◆ **Supplied material**:

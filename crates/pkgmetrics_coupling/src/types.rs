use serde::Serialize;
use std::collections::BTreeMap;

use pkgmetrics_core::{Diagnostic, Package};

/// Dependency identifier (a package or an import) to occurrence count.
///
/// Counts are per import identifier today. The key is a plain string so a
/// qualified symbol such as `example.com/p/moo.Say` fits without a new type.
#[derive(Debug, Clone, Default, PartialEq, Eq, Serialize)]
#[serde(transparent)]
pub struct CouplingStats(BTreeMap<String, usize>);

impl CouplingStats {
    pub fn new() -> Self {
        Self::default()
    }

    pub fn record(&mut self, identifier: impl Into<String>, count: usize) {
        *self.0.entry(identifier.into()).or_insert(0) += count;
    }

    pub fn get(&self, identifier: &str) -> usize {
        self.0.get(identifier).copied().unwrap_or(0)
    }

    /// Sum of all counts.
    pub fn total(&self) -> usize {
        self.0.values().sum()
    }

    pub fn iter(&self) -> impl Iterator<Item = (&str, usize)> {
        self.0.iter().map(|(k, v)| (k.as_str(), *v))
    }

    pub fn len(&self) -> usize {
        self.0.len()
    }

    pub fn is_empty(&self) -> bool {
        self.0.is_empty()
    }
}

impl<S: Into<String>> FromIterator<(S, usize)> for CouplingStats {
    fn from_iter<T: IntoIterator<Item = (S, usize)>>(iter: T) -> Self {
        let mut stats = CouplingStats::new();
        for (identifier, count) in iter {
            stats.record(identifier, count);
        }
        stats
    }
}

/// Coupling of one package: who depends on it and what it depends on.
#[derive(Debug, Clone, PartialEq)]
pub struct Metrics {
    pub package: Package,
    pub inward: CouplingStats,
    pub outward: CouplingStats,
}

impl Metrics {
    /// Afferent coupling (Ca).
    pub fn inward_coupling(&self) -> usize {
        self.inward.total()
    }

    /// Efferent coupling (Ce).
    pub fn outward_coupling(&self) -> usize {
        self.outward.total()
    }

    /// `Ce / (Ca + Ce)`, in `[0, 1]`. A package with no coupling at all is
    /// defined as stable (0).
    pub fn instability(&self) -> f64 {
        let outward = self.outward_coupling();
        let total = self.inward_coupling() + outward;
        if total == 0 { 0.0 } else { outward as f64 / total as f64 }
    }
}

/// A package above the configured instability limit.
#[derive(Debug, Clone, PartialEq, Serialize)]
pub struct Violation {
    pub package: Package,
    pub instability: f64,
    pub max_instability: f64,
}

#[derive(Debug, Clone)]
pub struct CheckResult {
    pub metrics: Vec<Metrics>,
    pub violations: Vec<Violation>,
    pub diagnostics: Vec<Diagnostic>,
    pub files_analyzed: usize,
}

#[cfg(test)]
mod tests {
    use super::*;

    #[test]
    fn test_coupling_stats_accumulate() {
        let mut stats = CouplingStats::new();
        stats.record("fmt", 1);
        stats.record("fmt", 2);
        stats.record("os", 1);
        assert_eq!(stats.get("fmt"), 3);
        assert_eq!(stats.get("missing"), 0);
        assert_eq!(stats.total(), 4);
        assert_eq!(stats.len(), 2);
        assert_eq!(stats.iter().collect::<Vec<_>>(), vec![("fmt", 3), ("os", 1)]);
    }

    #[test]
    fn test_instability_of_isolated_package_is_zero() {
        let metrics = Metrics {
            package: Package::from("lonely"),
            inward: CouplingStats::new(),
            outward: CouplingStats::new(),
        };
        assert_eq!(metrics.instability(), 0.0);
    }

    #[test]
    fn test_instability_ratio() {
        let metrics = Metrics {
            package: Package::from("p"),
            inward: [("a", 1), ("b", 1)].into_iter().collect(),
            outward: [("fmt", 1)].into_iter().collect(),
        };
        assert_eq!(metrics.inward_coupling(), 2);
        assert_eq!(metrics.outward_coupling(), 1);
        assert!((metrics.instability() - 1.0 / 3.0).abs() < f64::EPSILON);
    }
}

...

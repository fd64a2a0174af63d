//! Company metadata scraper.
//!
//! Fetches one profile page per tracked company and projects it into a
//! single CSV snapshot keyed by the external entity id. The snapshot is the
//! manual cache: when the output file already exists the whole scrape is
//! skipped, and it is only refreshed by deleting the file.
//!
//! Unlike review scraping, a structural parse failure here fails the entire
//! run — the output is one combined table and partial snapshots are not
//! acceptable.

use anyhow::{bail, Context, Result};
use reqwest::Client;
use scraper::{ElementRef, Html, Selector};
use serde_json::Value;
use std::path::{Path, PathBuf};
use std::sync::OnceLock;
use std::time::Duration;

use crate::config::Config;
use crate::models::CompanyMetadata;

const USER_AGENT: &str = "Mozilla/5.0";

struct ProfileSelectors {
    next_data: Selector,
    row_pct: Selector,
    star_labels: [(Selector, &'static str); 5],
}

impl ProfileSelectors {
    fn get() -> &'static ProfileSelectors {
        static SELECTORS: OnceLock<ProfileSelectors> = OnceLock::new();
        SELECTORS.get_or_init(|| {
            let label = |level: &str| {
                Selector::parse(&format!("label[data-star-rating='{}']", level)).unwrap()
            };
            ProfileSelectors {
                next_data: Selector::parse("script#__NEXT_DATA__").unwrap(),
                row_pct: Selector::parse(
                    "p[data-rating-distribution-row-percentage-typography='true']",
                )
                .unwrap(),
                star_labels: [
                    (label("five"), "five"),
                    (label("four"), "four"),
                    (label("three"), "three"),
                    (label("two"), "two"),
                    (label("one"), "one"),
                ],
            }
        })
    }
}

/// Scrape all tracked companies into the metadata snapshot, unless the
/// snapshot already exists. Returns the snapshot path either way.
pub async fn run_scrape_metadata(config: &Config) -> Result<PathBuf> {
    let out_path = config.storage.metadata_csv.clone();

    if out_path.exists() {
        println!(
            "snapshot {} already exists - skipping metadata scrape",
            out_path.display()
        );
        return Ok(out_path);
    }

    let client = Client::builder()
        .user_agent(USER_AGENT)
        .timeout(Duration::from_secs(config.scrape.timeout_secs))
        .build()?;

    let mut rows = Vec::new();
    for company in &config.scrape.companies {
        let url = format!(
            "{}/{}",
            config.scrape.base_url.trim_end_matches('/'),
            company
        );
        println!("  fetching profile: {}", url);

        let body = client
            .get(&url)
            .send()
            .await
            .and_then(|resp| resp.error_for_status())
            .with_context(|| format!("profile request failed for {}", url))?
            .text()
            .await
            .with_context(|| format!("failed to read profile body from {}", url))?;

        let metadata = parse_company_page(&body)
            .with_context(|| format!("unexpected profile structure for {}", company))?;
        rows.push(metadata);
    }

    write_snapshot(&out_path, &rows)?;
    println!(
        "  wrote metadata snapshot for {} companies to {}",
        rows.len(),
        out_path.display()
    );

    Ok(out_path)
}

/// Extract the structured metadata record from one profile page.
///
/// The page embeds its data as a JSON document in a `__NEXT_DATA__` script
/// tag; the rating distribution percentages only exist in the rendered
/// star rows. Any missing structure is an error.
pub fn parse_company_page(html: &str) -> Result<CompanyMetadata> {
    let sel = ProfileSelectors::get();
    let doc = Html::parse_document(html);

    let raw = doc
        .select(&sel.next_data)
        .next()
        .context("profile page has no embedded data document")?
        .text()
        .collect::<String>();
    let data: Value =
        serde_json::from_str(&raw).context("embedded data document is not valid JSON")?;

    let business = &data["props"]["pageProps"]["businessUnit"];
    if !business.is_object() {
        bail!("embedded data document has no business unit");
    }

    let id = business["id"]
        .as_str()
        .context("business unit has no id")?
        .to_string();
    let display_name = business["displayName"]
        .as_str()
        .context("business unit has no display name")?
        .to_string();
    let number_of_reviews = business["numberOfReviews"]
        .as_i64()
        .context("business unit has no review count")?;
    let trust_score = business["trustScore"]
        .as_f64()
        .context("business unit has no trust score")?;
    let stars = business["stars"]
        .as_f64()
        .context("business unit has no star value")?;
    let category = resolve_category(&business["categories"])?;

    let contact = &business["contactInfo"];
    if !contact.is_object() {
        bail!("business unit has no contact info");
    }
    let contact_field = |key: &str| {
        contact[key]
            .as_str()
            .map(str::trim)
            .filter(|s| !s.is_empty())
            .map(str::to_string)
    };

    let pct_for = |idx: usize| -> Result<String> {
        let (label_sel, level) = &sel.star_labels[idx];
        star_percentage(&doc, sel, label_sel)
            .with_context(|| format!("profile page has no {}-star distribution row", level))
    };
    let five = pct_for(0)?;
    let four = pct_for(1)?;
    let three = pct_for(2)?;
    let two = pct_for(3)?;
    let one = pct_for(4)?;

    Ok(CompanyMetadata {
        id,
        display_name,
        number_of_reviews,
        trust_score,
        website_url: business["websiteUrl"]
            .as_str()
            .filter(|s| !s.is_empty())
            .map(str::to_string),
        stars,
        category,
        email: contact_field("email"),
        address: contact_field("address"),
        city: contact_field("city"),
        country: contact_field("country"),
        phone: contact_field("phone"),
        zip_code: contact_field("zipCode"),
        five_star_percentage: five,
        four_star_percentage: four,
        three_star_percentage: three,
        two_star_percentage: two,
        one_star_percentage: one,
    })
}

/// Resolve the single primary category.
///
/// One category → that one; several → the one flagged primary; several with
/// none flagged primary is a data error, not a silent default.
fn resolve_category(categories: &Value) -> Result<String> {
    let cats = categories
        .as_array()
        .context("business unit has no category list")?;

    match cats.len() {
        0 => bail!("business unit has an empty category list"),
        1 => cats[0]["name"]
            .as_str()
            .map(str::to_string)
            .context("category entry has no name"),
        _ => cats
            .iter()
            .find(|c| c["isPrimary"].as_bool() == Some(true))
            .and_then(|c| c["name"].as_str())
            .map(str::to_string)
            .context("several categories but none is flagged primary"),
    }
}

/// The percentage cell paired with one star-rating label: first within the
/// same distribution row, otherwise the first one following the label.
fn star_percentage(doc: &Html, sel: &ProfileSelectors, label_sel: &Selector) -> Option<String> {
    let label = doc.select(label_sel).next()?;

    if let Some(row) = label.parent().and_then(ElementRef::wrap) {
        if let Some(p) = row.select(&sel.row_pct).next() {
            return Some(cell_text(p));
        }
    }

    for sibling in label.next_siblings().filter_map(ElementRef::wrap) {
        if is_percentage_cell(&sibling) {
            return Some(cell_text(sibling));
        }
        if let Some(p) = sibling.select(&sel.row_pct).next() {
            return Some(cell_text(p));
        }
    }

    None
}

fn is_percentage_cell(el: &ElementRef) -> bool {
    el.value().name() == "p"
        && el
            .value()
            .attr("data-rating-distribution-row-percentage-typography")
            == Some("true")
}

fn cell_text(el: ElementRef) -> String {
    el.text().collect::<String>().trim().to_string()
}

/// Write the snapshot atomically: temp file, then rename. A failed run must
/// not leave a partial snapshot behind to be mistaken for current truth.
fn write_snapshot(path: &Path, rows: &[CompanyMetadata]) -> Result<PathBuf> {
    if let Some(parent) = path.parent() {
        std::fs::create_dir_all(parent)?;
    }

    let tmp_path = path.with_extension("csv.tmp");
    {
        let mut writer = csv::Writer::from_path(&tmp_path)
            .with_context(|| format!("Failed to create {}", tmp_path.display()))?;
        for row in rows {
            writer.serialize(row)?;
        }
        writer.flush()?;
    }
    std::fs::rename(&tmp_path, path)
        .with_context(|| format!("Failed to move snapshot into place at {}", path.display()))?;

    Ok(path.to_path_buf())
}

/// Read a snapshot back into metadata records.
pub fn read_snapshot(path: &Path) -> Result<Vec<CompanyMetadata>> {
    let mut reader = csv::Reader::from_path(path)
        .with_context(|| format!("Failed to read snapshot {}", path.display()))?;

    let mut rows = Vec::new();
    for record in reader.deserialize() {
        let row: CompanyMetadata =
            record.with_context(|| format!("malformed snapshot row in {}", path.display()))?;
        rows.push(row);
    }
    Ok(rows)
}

---

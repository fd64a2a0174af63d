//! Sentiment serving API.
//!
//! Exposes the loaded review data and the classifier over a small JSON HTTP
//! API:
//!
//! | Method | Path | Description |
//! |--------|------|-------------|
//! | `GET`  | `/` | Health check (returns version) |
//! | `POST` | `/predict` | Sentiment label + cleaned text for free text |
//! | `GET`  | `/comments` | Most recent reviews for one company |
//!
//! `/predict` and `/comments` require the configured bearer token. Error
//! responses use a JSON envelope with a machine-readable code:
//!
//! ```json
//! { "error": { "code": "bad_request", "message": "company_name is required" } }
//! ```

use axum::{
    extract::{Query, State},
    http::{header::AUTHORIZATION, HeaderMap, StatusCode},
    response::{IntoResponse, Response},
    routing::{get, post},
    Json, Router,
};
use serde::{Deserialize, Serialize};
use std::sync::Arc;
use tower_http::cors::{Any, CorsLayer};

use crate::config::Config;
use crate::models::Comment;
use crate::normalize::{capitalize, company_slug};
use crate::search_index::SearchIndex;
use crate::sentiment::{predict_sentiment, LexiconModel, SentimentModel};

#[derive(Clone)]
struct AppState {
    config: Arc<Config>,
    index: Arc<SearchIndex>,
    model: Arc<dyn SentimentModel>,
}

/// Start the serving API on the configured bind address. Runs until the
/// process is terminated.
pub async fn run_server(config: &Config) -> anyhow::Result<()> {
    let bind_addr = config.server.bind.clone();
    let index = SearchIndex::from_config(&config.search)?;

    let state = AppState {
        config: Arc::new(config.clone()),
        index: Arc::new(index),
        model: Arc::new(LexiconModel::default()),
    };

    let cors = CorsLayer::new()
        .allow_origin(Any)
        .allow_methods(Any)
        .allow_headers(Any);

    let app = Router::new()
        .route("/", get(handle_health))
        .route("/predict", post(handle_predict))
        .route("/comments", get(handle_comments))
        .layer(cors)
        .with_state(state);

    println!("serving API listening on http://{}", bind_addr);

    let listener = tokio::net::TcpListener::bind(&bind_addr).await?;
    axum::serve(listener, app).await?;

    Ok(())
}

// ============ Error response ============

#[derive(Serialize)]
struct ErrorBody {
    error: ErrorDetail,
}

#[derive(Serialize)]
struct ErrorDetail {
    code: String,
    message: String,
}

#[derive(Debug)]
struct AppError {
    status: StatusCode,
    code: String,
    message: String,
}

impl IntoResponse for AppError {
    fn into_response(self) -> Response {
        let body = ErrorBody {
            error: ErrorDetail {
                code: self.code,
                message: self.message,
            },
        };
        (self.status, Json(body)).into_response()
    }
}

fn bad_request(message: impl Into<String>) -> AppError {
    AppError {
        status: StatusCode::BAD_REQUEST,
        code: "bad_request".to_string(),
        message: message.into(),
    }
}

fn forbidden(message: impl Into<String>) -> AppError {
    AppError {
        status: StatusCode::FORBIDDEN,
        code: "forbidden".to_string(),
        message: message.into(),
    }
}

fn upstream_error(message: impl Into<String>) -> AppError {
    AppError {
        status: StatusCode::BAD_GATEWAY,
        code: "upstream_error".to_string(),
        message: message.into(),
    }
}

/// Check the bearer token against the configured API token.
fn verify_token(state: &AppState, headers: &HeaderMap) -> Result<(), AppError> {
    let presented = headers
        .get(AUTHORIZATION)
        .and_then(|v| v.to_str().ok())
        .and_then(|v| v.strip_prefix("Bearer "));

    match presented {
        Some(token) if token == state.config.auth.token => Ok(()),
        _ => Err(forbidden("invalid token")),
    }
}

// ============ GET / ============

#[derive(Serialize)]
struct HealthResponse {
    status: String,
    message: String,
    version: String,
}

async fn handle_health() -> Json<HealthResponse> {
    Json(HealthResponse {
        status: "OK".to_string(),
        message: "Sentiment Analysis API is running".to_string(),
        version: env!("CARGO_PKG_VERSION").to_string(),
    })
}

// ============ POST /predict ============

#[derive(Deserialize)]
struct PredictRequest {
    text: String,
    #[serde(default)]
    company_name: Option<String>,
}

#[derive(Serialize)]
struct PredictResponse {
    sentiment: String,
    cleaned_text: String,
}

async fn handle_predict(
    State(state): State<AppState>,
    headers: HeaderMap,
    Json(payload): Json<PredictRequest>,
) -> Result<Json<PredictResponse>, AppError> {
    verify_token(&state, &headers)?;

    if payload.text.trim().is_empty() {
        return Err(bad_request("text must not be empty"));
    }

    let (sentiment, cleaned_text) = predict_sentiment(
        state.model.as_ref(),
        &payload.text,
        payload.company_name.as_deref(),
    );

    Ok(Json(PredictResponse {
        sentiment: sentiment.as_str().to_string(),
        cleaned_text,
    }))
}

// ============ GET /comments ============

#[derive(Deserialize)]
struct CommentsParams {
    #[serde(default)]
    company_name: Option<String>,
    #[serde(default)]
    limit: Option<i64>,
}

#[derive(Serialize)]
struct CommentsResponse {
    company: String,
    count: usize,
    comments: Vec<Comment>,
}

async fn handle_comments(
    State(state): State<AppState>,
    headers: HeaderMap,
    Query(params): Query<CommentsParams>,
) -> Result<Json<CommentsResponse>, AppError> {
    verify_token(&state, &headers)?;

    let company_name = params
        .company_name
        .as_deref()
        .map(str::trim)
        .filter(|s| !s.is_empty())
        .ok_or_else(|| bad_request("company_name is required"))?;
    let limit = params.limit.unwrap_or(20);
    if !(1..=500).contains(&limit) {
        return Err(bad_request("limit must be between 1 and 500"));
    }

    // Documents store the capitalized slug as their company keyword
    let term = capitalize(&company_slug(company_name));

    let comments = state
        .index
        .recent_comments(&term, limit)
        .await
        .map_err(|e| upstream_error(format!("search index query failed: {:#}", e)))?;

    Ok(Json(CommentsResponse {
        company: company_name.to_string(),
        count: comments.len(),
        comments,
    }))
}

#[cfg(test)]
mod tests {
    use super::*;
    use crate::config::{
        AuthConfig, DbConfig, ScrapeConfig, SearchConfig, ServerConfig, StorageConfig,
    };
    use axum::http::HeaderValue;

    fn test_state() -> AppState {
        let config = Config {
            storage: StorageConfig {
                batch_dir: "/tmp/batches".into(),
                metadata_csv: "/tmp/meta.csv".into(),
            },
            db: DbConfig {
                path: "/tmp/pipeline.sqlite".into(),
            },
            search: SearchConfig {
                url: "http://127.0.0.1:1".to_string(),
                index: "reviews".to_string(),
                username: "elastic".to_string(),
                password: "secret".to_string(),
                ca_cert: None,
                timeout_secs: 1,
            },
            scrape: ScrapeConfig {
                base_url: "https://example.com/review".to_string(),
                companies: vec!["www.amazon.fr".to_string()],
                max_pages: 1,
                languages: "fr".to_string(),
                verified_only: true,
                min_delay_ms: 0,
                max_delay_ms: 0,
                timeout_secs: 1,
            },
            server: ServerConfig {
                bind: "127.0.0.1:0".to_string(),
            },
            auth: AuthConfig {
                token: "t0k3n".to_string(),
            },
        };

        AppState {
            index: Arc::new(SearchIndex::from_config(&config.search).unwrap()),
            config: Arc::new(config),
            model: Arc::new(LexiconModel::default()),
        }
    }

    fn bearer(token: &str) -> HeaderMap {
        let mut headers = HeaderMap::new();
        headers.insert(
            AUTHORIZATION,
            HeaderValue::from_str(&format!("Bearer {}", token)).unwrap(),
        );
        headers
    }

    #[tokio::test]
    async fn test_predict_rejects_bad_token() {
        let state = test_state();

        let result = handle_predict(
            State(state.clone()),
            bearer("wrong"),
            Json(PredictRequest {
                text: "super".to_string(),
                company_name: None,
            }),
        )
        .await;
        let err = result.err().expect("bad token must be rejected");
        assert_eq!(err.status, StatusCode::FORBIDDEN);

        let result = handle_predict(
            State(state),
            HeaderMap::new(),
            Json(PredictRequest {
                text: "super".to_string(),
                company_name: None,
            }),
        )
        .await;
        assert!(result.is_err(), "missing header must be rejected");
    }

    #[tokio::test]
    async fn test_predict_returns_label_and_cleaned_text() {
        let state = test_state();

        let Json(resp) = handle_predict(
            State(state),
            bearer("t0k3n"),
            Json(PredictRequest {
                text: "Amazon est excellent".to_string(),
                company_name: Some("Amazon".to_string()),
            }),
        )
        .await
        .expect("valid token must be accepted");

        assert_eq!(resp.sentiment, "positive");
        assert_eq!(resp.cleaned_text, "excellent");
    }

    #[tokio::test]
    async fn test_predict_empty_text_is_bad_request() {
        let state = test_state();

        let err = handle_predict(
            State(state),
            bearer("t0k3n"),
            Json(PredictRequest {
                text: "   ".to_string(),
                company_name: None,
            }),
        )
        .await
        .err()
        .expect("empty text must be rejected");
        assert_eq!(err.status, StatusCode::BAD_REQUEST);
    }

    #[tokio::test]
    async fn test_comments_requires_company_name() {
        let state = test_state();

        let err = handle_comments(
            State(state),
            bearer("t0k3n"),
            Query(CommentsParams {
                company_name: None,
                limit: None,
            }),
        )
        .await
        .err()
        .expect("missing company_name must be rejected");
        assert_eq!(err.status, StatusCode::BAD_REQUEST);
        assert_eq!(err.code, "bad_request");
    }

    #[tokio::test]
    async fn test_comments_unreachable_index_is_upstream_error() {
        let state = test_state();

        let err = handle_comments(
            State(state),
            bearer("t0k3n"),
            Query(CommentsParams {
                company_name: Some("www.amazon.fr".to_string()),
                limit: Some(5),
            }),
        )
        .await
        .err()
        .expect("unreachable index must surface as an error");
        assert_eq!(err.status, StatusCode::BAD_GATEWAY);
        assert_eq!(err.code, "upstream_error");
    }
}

◆ **What the exercise asks**:
Scan the material above. Return every line containing the string "identifier".

◆ **Exercise response**:
/// Dependency identifier (a package or an import) to occurrence count.
/// Counts are per import identifier today. The key is a plain string so a
    pub fn record(&mut self, identifier: impl Into<String>, count: usize) {
        *self.0.entry(identifier.into()).or_insert(0) += count;
    pub fn get(&self, identifier: &str) -> usize {
        self.0.get(identifier).copied().unwrap_or(0)
        for (identifier, count) in iter {
            stats.record(identifier, count);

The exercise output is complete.